//! Action selection hub and the verify/share selection screens

use tracing::{debug, error, info};

use super::super::{ActionKind, Command, CredentialChoice, SessionState, UserAction};
use super::{begin_request, enter_action_selection, ignore};
use crate::errors::ErrorCategory;
use crate::request::{MessageId, RequestId, ServerRequestKind};
use crate::screen::Screen;

pub fn handle_action_selection(
    state: &mut SessionState,
    commands: &mut Vec<Command>,
    action: UserAction,
) {
    match action {
        UserAction::SelectAction(kind) => {
            // The success toast never outlives the first pick.
            state.connection_success_pending = false;
            info!(?kind, "action selected");
            match kind {
                ActionKind::Authenticate => {
                    begin_request(state, commands, ServerRequestKind::Authenticate);
                }
                ActionKind::VerifyCredentials => state.navigate(Screen::VerifyCredential),
                ActionKind::ProvideCredentials => state.navigate(Screen::ShareCredential),
                ActionKind::SignDocuments => {
                    if begin_request(state, commands, ServerRequestKind::DocumentSigning) {
                        state.navigate(Screen::DocSignStart);
                    }
                }
                ActionKind::Backup => state.navigate(Screen::BackupStart),
            }
        }
        UserAction::Back => {
            info!("disconnecting from server");
            state.abandon_exchange();
            state.server_address = None;
            state.connection_success_pending = false;
            commands.push(Command::ResetConnection);
            state.navigate(Screen::ConnectionSelection);
        }
        other => ignore(&Screen::ActionSelection, &other),
    }
}

pub fn handle_verify_selection(state: &mut SessionState, action: UserAction) {
    match action {
        UserAction::SelectCredential(CredentialChoice::Email) => {
            state.navigate(Screen::VerifyEmailStart);
        }
        UserAction::SelectCredential(CredentialChoice::Document) => {
            state.navigate(Screen::VerifyDocumentStart);
        }
        UserAction::SelectCredential(CredentialChoice::Custom) => {
            state.navigate(Screen::GetCustomCredentialStart);
        }
        UserAction::Back => state.navigate(Screen::ActionSelection),
        other => ignore(&Screen::VerifyCredential, &other),
    }
}

/// Share requests are deferred until the credential type is picked.
pub fn handle_share_selection(
    state: &mut SessionState,
    commands: &mut Vec<Command>,
    action: UserAction,
) {
    match action {
        UserAction::SelectCredential(choice) => {
            let kind = match choice {
                CredentialChoice::Email => ServerRequestKind::ShareEmail,
                CredentialChoice::Document => ServerRequestKind::ShareDocument,
                CredentialChoice::Custom => ServerRequestKind::ShareCustom,
            };
            begin_request(state, commands, kind);
        }
        UserAction::Back => {
            state.abandon_exchange();
            enter_action_selection(state, commands);
        }
        other => ignore(&Screen::ShareCredential, &other),
    }
}

/// A `SendServerRequest` completed.
pub fn handle_request_sent(
    state: &mut SessionState,
    commands: &mut Vec<Command>,
    request: RequestId,
    result: Result<MessageId, String>,
) {
    if !state.outstanding.is_request(request) {
        debug!(%request, "ignoring send completion of a replaced request");
        return;
    }

    match result {
        Ok(message_id) => {
            debug!(%request, %message_id, "server request sent");
            state.outstanding.acknowledge(request, message_id);
            state.overlay = None;
        }
        Err(reason) => {
            let label = state
                .outstanding
                .take()
                .kind()
                .map_or("server", |kind| kind.label());
            error!(%request, %reason, "failed to send server request");
            state.overlay = None;
            state.raise_toast(
                commands,
                format!("Failed to send {label} request: {reason}"),
                ErrorCategory::Network.toast_level(),
            );
        }
    }
}
//! Categorized errors
//!
//! Every failure the user can see is classified so the session can pick a
//! toast level for it without knowing where it came from.

use std::fmt;

use crate::address::AddressError;
use crate::toast::ToastLevel;

// ============================================================================
// Error Categories
// ============================================================================

/// High-level error categories.
#[derive(Clone, Copy, Debug, PartialEq, Eq, Hash)]
pub enum ErrorCategory {
    /// Malformed user input, rejected before anything is attempted
    Input,
    /// Connect or send failures
    Network,
    /// A connection attempt ran out of time
    Timeout,
    /// The peer sent something that matches nothing we asked for
    Protocol,
    /// The local key/value store failed
    Storage,
}

impl ErrorCategory {
    /// Toast level used when this category is surfaced.
    #[must_use]
    pub fn toast_level(&self) -> ToastLevel {
        match self {
            Self::Input => ToastLevel::Warning,
            Self::Network => ToastLevel::Error,
            Self::Timeout => ToastLevel::Warning,
            Self::Protocol => ToastLevel::Warning,
            Self::Storage => ToastLevel::Error,
        }
    }

    /// Short label.
    #[must_use]
    pub fn label(&self) -> &'static str {
        match self {
            Self::Input => "Input",
            Self::Network => "Network",
            Self::Timeout => "Timeout",
            Self::Protocol => "Protocol",
            Self::Storage => "Storage",
        }
    }
}

impl fmt::Display for ErrorCategory {
    fn fmt(&self, f: &mut fmt::Formatter<'_>) -> fmt::Result {
        write!(f, "{}", self.label())
    }
}

/// Errors that know their category.
pub trait Categorized {
    /// Category of this error.
    fn category(&self) -> ErrorCategory;
}

impl Categorized for AddressError {
    fn category(&self) -> ErrorCategory {
        ErrorCategory::Input
    }
}

impl Categorized for crate::store::StoreError {
    fn category(&self) -> ErrorCategory {
        ErrorCategory::Storage
    }
}
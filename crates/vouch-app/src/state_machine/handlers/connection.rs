//! Server connection
//!
//! Every attempt carries an id. Completions and timeouts for an attempt
//! apply only while that attempt is still connecting, so a late success
//! after a timeout or a cancel is a no-op.

use tracing::{debug, error, info, warn};

use super::super::{
    AttemptId, Command, ConnectTarget, ConnectionAttempt, ConnectionMethod, SessionState,
    UserAction,
};
use super::{enter_action_selection, ignore};
use crate::address::ServerAddress;
use crate::errors::{Categorized, ErrorCategory};
use crate::screen::Screen;

/// Text shown when an attempt runs out of time.
pub const TIMEOUT_MESSAGE: &str = "Connection timed out";

pub fn handle_connection_selection(state: &mut SessionState, action: UserAction) {
    match action {
        UserAction::ChooseConnection(ConnectionMethod::Manual) => {
            state.navigate(Screen::ManualConnection);
        }
        UserAction::ChooseConnection(ConnectionMethod::ScanQr) => {
            state.navigate(Screen::QrCodeReader);
        }
        other => ignore(&Screen::ConnectionSelection, &other),
    }
}

pub fn handle_manual_connection(
    state: &mut SessionState,
    commands: &mut Vec<Command>,
    action: UserAction,
) {
    match action {
        UserAction::SubmitAddress(input) => match ServerAddress::parse(&input) {
            Ok(server_address) => {
                state.navigate(Screen::ServerConnectionProcessing {
                    server_address: server_address.clone(),
                });
                start_attempt(state, commands, ConnectTarget::Address(server_address));
            }
            Err(e) => {
                warn!(error = %e, "rejected server address");
                state.raise_toast(commands, e.to_string(), e.category().toast_level());
                state.validation_error = Some(e);
            }
        },
        UserAction::Back => state.navigate(Screen::ConnectionSelection),
        other => ignore(&Screen::ManualConnection, &other),
    }
}

pub fn handle_qr_code_reader(
    state: &mut SessionState,
    commands: &mut Vec<Command>,
    action: UserAction,
) {
    match action {
        UserAction::QrScanned(payload) => {
            if state.is_connecting() {
                debug!("already connecting, ignoring scanned code");
                return;
            }
            start_attempt(state, commands, ConnectTarget::QrCode(payload));
        }
        UserAction::QrScanFailed(reason) => {
            warn!(%reason, "QR scan failed");
            state.raise_toast(
                commands,
                format!("QR scan failed: {reason}"),
                ErrorCategory::Input.toast_level(),
            );
        }
        UserAction::Back => {
            cancel_attempt(state);
            state.navigate(Screen::ConnectionSelection);
        }
        other => ignore(&Screen::QrCodeReader, &other),
    }
}

pub fn handle_connection_processing(
    state: &mut SessionState,
    commands: &mut Vec<Command>,
    action: UserAction,
    server_address: ServerAddress,
) {
    match action {
        UserAction::RetryConnection if !state.is_connecting() => {
            start_attempt(state, commands, ConnectTarget::Address(server_address));
        }
        UserAction::Back => {
            // No going back past a connection without disconnecting.
            cancel_attempt(state);
            state.server_address = None;
            commands.push(Command::ResetConnection);
            state.navigate(Screen::ConnectionSelection);
        }
        other => ignore(state.screen(), &other),
    }
}

fn start_attempt(state: &mut SessionState, commands: &mut Vec<Command>, target: ConnectTarget) {
    let id = state.next_attempt_id();
    info!(attempt = %id, "connecting to server");
    state.attempt = Some(ConnectionAttempt {
        id,
        target: target.clone(),
        is_connecting: true,
        has_timed_out: false,
        error: None,
    });
    commands.push(Command::Connect {
        attempt: id,
        target,
    });
    commands.push(Command::ArmConnectTimeout {
        attempt: id,
        after: state.settings.connect_timeout,
    });
}

fn cancel_attempt(state: &mut SessionState) {
    if let Some(attempt) = state.attempt.take() {
        if attempt.is_connecting {
            info!(attempt = %attempt.id, "connection attempt cancelled");
        }
    }
}

/// The live attempt with id `id`, if its completions still apply.
fn live_attempt(state: &mut SessionState, id: AttemptId) -> Option<&mut ConnectionAttempt> {
    state
        .attempt
        .as_mut()
        .filter(|attempt| attempt.id == id && attempt.is_connecting)
}

pub fn handle_connect_finished(
    state: &mut SessionState,
    commands: &mut Vec<Command>,
    id: AttemptId,
    result: Result<ServerAddress, String>,
) {
    let Some(attempt) = live_attempt(state, id) else {
        debug!(attempt = %id, "ignoring completion of a stale connection attempt");
        return;
    };
    attempt.is_connecting = false;

    match result {
        Ok(server_address) => {
            info!(attempt = %id, server = %server_address.abbreviated(), "connected");
            state.attempt = None;
            state.server_address = Some(server_address.clone());
            commands.push(Command::PersistConnection(server_address));
            state.connection_success_pending = true;
            enter_action_selection(state, commands);
        }
        Err(reason) => {
            error!(attempt = %id, %reason, "connection failed");
            let message = format!("Failed to connect: {reason}");
            attempt.error = Some(message.clone());
            state.raise_toast(commands, message, ErrorCategory::Network.toast_level());
        }
    }
}

pub fn handle_connect_timed_out(
    state: &mut SessionState,
    commands: &mut Vec<Command>,
    id: AttemptId,
) {
    let Some(attempt) = live_attempt(state, id) else {
        debug!(attempt = %id, "ignoring timeout of a finished connection attempt");
        return;
    };
    warn!(attempt = %id, "connection attempt timed out");
    attempt.is_connecting = false;
    attempt.has_timed_out = true;
    attempt.error = Some(TIMEOUT_MESSAGE.to_string());
    state.raise_toast(commands, TIMEOUT_MESSAGE, ErrorCategory::Timeout.toast_level());
}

* * * * * * *

YOUR INSTRUCTIONS: Lines holding "take" in the material above: report their number and nothing else.

EXERCISE SOLUTION: 2